Is 'The Beautiful Game' bigoted? That was the second of three 'big questions' for discussion on BBC One last Sunday morning.

Some guests, including John Amaechi, were clear that there is a problem. John said the football authorities take some forms of prejudice more seriously than others: They have decided that issues with racism are import, and then other things come underneath that in descending order: ".. when it comes to homophobia they still have people in there who openly giggle when you talk about gay people, as if they were still eight."

The debate went on to consider use of language. Daily Mail blogger, Abhijit Pandya felt that ethnic minorities tend to be far more sensitive to words than other people, which he said is a worrying state of affairs: Why should you always have to protect people from words? They're only words - grow up for God's sake.
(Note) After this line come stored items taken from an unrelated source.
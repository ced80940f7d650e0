use super::*;
use crate::types::Number;
use proptest::prelude::*;

fn encode(value: &Value, slot: ScalarType) -> Vec<u8> {
    let mut out = Vec::new();
    encode_slot(&mut out, value, slot, &IndexConfig::new()).expect("slot should encode");
    out
}

fn decode(bytes: &[u8], slot: ScalarType) -> Value {
    let mut cursor = KeyCursor::new(bytes);
    let value = decode_slot(&mut cursor, slot, &IndexConfig::new()).expect("slot should decode");
    assert!(cursor.is_empty(), "decoder must consume the whole slot");
    value
}

fn assert_order(left: &Value, right: &Value, slot: ScalarType) {
    let expected = left.cmp(right);
    let actual = encode(left, slot).cmp(&encode(right, slot));
    assert_eq!(actual, expected, "{left} vs {right} as {slot}");
}

#[test]
fn null_states_sort_after_every_concrete_value() {
    let slots = [
        (ScalarType::Int, Value::Int(i32::MAX)),
        (ScalarType::Float64, Value::Float64(f64::NAN)),
        (ScalarType::Text, Value::Text("\u{10FFFF}".repeat(8))),
        (ScalarType::Binary, Value::Blob(vec![0xFF; 32])),
        (ScalarType::FixedBinary { size: 4 }, Value::Blob(vec![0xFF; 4])),
        (ScalarType::Number, Value::Number("9e999999999".parse().expect("number"))),
        (ScalarType::Timestamp { precision: 9 }, Value::Timestamp(Timestamp::MAX)),
    ];

    for (slot, max) in slots {
        let concrete = encode(&max, slot);
        let empty = encode(&Value::Empty, slot);
        let json_null = encode(&Value::JsonNull, slot);
        let sql_null = encode(&Value::Null, slot);

        assert!(concrete < empty, "{slot}");
        assert!(empty < json_null);
        assert!(json_null < sql_null);
    }
}

#[test]
fn text_prefix_sorts_before_extension() {
    let slot = ScalarType::Text;
    assert_order(&Value::from("abc"), &Value::from("abc "), slot);
    assert_order(&Value::from(""), &Value::from("\0"), slot);
    assert_order(&Value::from("a\0"), &Value::from("a\u{1}"), slot);
}

#[test]
fn enum_orders_by_declaration_ordinal() {
    let small = ScalarType::Enum { symbols: 3 };
    assert_eq!(encode(&Value::Enum(2), small).len(), 2);
    assert_order(&Value::Enum(0), &Value::Enum(2), small);

    let wide = ScalarType::Enum { symbols: 300 };
    assert_eq!(encode(&Value::Enum(299), wide).len(), 3);
    assert_order(&Value::Enum(255), &Value::Enum(256), wide);
}

#[test]
fn timestamp_precision_controls_width() {
    let ts = Timestamp::new(1_700_000_000, 123_456_789).expect("ts");

    assert_eq!(encode(&Value::Timestamp(ts), ScalarType::Timestamp { precision: 0 }).len(), 9);
    assert_eq!(encode(&Value::Timestamp(ts), ScalarType::Timestamp { precision: 3 }).len(), 13);

    let slot = ScalarType::Timestamp { precision: 9 };
    assert_order(&Value::Timestamp(Timestamp::MIN), &Value::Timestamp(Timestamp::EPOCH), slot);
    assert_order(&Value::Timestamp(ts), &Value::Timestamp(Timestamp::MAX), slot);
    assert_eq!(decode(&encode(&Value::Timestamp(ts), slot), slot), Value::Timestamp(ts));
}

#[test]
fn legacy_config_has_no_header_and_rejects_null_states() {
    let legacy = IndexConfig::legacy();
    let mut out = Vec::new();

    encode_slot(&mut out, &Value::Int(0), ScalarType::Int, &legacy).expect("int");
    assert_eq!(out, vec![0x80, 0, 0, 0]);

    for state in [Value::Empty, Value::JsonNull, Value::Null] {
        assert!(encode_slot(&mut Vec::new(), &state, ScalarType::Int, &legacy).is_err());
    }
}

#[test]
fn without_null_support_only_sql_null_is_encodable() {
    let config = IndexConfig::new().with_null_support(false);

    assert!(encode_slot(&mut Vec::new(), &Value::Null, ScalarType::Int, &config).is_ok());
    assert!(encode_slot(&mut Vec::new(), &Value::Empty, ScalarType::Int, &config).is_err());

    let mut cursor = KeyCursor::new(&[EMPTY_MARKER]);
    assert_eq!(
        decode_slot(&mut cursor, ScalarType::Int, &config),
        Err(KeyDecodeError::StateNotEncodable { slot: 0 })
    );
}

#[test]
fn mismatched_value_kind_is_rejected() {
    let err = encode_slot(
        &mut Vec::new(),
        &Value::Long(1),
        ScalarType::Int,
        &IndexConfig::new(),
    )
    .expect_err("long into int slot");

    assert!(matches!(err, KeyEncodeError::Mismatch { found: "Long", .. }));
}

#[test]
fn decode_rejects_unknown_header_and_bad_bool() {
    let config = IndexConfig::new();

    let mut cursor = KeyCursor::new(&[0x42]);
    assert!(matches!(
        decode_slot(&mut cursor, ScalarType::Bool, &config),
        Err(KeyDecodeError::InvalidHeader { header: 0x42, .. })
    ));

    let mut cursor = KeyCursor::new(&[VALUE_HEADER, 7]);
    assert!(matches!(
        decode_slot(&mut cursor, ScalarType::Bool, &config),
        Err(KeyDecodeError::InvalidBool { byte: 7, .. })
    ));

    let mut cursor = KeyCursor::new(&[VALUE_HEADER, 5]);
    assert!(matches!(
        decode_slot(&mut cursor, ScalarType::Enum { symbols: 5 }, &config),
        Err(KeyDecodeError::EnumOutOfRange { ordinal: 5, .. })
    ));
}

fn arb_number() -> impl Strategy<Value = Number> {
    (any::<bool>(), prop::collection::vec(0u8..10, 1..24), -400i64..400).prop_map(
        |(negative, digits, exponent)| {
            let digits = digits.into_iter().map(|d| b'0' + d).collect();
            Number::from_scientific(negative, digits, exponent).expect("bounded digits")
        },
    )
}

proptest! {
    #[test]
    fn int_order_and_round_trip(a in any::<i32>(), b in any::<i32>()) {
        let (a, b) = (Value::Int(a), Value::Int(b));
        assert_order(&a, &b, ScalarType::Int);
        prop_assert_eq!(decode(&encode(&a, ScalarType::Int), ScalarType::Int), a);
    }

    #[test]
    fn long_order(a in any::<i64>(), b in any::<i64>()) {
        assert_order(&Value::Long(a), &Value::Long(b), ScalarType::Long);
    }

    #[test]
    fn float_order_follows_total_order(a in any::<u64>(), b in any::<u64>()) {
        let (a, b) = (f64::from_bits(a), f64::from_bits(b));
        let expected = a.total_cmp(&b);
        let actual = encode(&Value::Float64(a), ScalarType::Float64)
            .cmp(&encode(&Value::Float64(b), ScalarType::Float64));
        prop_assert_eq!(actual, expected);

        let back = decode(&encode(&Value::Float64(a), ScalarType::Float64), ScalarType::Float64);
        prop_assert!(matches!(back, Value::Float64(v) if v.to_bits() == a.to_bits()));
    }

    #[test]
    fn float32_order_follows_total_order(a in any::<u32>(), b in any::<u32>()) {
        let (a, b) = (f32::from_bits(a), f32::from_bits(b));
        let actual = encode(&Value::Float32(a), ScalarType::Float32)
            .cmp(&encode(&Value::Float32(b), ScalarType::Float32));
        prop_assert_eq!(actual, a.total_cmp(&b));
    }

    #[test]
    fn text_order_and_round_trip(a in ".{0,12}", b in ".{0,12}") {
        let (a, b) = (Value::Text(a), Value::Text(b));
        assert_order(&a, &b, ScalarType::Text);
        prop_assert_eq!(decode(&encode(&a, ScalarType::Text), ScalarType::Text), a);
    }

    #[test]
    fn binary_order_and_round_trip(
        a in prop::collection::vec(any::<u8>(), 0..16),
        b in prop::collection::vec(any::<u8>(), 0..16),
    ) {
        let (a, b) = (Value::Blob(a), Value::Blob(b));
        assert_order(&a, &b, ScalarType::Binary);
        prop_assert_eq!(decode(&encode(&a, ScalarType::Binary), ScalarType::Binary), a);
    }

    #[test]
    fn number_order_and_round_trip(a in arb_number(), b in arb_number()) {
        let expected = a.cmp(&b);
        let (a, b) = (Value::Number(a), Value::Number(b));
        let actual = encode(&a, ScalarType::Number).cmp(&encode(&b, ScalarType::Number));
        prop_assert_eq!(actual, expected);
        prop_assert_eq!(decode(&encode(&a, ScalarType::Number), ScalarType::Number), a);
    }

    #[test]
    fn timestamp_order(
        a in Timestamp::MIN.seconds()..=Timestamp::MAX.seconds(),
        an in 0u32..1_000_000_000,
        b in Timestamp::MIN.seconds()..=Timestamp::MAX.seconds(),
        bn in 0u32..1_000_000_000,
    ) {
        let a = Timestamp::new(a, an).expect("in range");
        let b = Timestamp::new(b, bn).expect("in range");
        assert_order(&Value::Timestamp(a), &Value::Timestamp(b), ScalarType::Timestamp { precision: 9 });
    }
}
John Amaechi on The Big Questions 25/03/2012
John Amaechi (above) said that research dating back to the 1950's had proved that words are important: Words can inform opinion. They can make it clear that certain types of people are less. And the moment people are less than human you can start doing things to them that you would never do to a person you decide is human.

Abhijit Pandya wanted to know why human beings should be so obsessed with what other people think of them. To which Amaechi suggested he put that argument to the young people in Britain who endure endemic bullying in schools, for example, for being gay and lesbian.

Former Premier League footballer, Michael Johnson talked about how language had affected his family.

...I have a seven year old son who recently came home from school after being racially abused, after just being called names, and I have to stand there and explain to him why he has to put up with that. Would you like your seven-year-old son or child ... to come home, crying their eyes out, saying "Dad why am I different, why are they picking on me?"

A little later on Michael Johnson was asked whether he supported the fight against homophobia. His response was was somewhat less forthright than he had been about racist abuse :-

Where else have we seen this kind of dichotomy?

I think this attitude mirrors BBC programmes for young people. Human diversity is celebrated, but not when that diversity is related to sexual orientation. The Corporation is doing little to help prevent homophobic prejudice and, furthermore, BBC programmes such as EastEnders, with its current Ben Mitchell storyline, are only making matters worse.